- TASK ITEM -
Here are the records. Write out exactly the lines between the one holding "pub(crate) fn make_singleton<K>(store: &mut" and the one holding "let b_prev = store.left(b);", inclusive.

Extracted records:
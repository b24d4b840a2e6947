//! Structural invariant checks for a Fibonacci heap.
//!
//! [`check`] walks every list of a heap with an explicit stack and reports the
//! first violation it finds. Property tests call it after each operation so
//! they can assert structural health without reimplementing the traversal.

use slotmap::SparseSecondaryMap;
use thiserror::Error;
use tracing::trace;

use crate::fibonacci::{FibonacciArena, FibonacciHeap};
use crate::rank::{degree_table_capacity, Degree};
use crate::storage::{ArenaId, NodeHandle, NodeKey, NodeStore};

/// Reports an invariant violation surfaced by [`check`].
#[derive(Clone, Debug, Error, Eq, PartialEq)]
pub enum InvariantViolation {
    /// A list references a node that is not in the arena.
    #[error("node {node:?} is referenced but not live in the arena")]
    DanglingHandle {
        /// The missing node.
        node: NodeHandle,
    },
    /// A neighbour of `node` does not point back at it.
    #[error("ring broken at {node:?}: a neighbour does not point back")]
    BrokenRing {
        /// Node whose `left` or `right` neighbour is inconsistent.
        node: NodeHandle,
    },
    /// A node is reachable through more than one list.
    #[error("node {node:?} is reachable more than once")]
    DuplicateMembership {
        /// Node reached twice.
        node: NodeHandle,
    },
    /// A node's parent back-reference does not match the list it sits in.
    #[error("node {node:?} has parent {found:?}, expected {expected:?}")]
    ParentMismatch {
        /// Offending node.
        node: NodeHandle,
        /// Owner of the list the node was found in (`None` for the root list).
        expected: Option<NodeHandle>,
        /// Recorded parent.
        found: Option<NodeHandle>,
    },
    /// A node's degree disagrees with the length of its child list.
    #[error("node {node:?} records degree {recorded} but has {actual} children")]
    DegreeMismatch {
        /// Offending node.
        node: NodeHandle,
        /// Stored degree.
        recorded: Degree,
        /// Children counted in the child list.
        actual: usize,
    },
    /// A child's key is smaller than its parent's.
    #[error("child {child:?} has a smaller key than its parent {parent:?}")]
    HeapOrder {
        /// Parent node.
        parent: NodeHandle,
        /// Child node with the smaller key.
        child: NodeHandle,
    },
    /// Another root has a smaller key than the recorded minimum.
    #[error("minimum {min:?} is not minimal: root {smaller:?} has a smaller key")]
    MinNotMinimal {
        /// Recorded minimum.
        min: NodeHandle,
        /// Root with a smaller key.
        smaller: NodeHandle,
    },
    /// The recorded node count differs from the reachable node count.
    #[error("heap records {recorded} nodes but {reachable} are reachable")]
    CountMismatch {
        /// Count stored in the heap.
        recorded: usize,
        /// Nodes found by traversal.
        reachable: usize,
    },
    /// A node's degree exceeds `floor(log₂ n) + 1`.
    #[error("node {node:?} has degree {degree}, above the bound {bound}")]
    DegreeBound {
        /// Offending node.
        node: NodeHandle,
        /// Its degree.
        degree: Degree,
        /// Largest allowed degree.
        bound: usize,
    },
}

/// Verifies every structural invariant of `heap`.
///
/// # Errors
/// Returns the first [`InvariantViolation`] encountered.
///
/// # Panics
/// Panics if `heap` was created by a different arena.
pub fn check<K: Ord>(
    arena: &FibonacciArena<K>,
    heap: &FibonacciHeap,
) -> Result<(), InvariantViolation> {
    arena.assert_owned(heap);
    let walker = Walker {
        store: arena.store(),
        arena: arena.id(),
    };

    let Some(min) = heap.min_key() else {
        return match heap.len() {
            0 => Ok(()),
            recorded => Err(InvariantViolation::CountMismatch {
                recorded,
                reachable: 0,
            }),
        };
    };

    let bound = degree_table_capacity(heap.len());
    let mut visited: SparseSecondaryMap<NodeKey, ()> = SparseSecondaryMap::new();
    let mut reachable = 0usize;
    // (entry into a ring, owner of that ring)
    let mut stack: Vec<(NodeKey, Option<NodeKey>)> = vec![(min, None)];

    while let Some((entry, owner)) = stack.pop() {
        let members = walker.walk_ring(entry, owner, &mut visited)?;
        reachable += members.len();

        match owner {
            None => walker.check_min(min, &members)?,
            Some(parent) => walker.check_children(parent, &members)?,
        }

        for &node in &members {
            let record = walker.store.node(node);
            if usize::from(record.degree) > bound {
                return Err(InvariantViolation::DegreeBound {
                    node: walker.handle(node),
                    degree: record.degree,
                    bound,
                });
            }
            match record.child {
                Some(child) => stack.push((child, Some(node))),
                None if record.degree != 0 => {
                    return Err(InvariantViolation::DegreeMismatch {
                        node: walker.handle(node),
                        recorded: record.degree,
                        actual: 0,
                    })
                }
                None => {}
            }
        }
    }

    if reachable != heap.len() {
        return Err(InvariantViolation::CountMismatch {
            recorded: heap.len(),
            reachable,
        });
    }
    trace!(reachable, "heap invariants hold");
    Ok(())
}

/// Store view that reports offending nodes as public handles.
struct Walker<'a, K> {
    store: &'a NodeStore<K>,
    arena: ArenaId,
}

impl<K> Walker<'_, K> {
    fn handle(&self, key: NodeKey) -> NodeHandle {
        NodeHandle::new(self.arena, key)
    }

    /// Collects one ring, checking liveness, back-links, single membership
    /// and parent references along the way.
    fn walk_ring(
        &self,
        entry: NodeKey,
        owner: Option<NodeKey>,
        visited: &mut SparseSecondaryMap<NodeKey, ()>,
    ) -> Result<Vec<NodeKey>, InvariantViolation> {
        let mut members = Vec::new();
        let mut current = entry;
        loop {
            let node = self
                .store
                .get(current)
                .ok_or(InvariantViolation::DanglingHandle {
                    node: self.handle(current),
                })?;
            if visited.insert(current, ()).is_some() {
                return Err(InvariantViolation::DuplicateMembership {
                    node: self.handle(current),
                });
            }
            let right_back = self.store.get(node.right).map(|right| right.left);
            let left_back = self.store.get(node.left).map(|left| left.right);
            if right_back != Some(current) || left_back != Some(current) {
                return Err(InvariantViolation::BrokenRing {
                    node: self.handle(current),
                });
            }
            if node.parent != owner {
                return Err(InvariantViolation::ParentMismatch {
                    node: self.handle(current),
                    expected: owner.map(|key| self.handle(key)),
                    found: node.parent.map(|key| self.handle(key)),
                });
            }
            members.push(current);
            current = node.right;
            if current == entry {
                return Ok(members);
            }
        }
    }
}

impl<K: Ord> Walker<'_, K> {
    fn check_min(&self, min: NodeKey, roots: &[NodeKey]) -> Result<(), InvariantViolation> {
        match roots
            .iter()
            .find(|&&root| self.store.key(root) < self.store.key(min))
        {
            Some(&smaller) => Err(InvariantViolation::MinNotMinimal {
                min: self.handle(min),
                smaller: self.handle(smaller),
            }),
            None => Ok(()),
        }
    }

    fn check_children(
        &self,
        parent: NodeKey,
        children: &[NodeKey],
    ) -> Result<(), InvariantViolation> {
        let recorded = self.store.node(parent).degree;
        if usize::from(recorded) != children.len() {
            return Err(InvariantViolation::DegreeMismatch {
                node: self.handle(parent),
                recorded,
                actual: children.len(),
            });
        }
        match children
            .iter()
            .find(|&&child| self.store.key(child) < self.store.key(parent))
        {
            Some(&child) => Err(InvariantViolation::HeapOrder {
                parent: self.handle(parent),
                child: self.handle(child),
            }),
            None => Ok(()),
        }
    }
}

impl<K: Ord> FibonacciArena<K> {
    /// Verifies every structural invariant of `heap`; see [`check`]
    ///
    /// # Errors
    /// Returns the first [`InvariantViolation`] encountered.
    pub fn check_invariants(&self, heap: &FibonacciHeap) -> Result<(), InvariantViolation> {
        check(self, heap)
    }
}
...
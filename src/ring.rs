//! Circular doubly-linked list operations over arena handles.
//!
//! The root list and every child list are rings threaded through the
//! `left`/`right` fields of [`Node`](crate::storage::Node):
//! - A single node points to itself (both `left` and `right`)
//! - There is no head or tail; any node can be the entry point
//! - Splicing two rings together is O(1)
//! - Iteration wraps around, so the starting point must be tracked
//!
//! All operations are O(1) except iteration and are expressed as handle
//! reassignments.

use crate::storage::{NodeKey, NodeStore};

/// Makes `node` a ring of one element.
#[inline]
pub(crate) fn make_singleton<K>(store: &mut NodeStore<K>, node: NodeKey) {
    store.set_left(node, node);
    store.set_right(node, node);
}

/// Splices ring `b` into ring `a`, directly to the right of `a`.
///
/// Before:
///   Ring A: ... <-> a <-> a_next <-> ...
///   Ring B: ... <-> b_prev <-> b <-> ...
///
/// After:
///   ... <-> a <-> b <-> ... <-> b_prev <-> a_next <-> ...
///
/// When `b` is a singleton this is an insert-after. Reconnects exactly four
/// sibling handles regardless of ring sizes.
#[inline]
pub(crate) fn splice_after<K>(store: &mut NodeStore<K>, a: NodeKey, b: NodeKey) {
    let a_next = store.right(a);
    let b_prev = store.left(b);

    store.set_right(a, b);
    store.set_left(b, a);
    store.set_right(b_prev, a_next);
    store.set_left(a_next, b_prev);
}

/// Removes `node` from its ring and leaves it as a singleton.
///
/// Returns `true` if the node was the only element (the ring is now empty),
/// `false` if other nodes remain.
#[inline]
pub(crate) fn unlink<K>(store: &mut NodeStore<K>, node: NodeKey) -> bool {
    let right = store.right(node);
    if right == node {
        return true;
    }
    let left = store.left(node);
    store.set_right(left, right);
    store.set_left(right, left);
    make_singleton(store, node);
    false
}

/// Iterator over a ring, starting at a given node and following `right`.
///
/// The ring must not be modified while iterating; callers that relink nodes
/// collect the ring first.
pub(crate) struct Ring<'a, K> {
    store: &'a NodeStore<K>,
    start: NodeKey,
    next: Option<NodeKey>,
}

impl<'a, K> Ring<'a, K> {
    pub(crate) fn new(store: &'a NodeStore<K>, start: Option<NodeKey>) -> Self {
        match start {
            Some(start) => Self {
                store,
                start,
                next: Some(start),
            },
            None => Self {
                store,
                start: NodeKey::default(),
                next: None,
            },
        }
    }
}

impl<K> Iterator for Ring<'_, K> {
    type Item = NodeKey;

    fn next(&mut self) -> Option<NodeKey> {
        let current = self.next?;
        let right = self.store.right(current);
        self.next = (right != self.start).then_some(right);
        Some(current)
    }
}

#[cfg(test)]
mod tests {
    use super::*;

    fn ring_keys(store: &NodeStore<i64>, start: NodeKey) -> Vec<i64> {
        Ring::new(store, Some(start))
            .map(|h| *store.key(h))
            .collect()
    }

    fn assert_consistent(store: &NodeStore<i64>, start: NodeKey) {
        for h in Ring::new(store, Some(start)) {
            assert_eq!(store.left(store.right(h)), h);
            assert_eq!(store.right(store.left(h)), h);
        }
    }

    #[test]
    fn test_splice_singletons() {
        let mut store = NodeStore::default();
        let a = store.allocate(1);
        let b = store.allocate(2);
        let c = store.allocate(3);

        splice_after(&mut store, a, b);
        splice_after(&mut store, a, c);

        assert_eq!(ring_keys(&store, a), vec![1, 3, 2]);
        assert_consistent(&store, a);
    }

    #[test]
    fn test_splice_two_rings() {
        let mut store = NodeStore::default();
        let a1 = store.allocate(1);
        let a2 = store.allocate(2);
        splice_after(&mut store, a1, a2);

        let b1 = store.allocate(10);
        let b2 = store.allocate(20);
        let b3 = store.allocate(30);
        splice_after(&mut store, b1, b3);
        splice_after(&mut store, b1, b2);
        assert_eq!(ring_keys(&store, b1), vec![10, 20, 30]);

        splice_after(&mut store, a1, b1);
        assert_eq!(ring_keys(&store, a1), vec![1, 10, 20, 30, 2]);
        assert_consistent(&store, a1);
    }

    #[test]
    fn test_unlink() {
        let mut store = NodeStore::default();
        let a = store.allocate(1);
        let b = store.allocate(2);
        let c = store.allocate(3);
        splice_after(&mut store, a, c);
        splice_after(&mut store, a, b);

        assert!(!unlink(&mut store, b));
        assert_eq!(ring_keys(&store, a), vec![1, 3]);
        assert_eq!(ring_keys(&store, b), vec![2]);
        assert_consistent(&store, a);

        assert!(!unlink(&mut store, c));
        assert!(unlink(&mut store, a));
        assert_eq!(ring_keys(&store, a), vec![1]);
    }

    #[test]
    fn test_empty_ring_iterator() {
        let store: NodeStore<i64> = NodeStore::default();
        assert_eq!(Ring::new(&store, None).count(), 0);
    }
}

- RESPONSE -
pub(crate) fn make_singleton<K>(store: &mut NodeStore<K>, node: NodeKey) {
    store.set_left(node, node);
    store.set_right(node, node);
}

/// Splices ring `b` into ring `a`, directly to the right of `a`.
///
/// Before:
///   Ring A: ... <-> a <-> a_next <-> ...
///   Ring B: ... <-> b_prev <-> b <-> ...
///
/// After:
///   ... <-> a <-> b <-> ... <-> b_prev <-> a_next <-> ...
///
/// When `b` is a singleton this is an insert-after. Reconnects exactly four
/// sibling handles regardless of ring sizes.
#[inline]
pub(crate) fn splice_after<K>(store: &mut NodeStore<K>, a: NodeKey, b: NodeKey) {
    let a_next = store.right(a);
    let b_prev = store.left(b);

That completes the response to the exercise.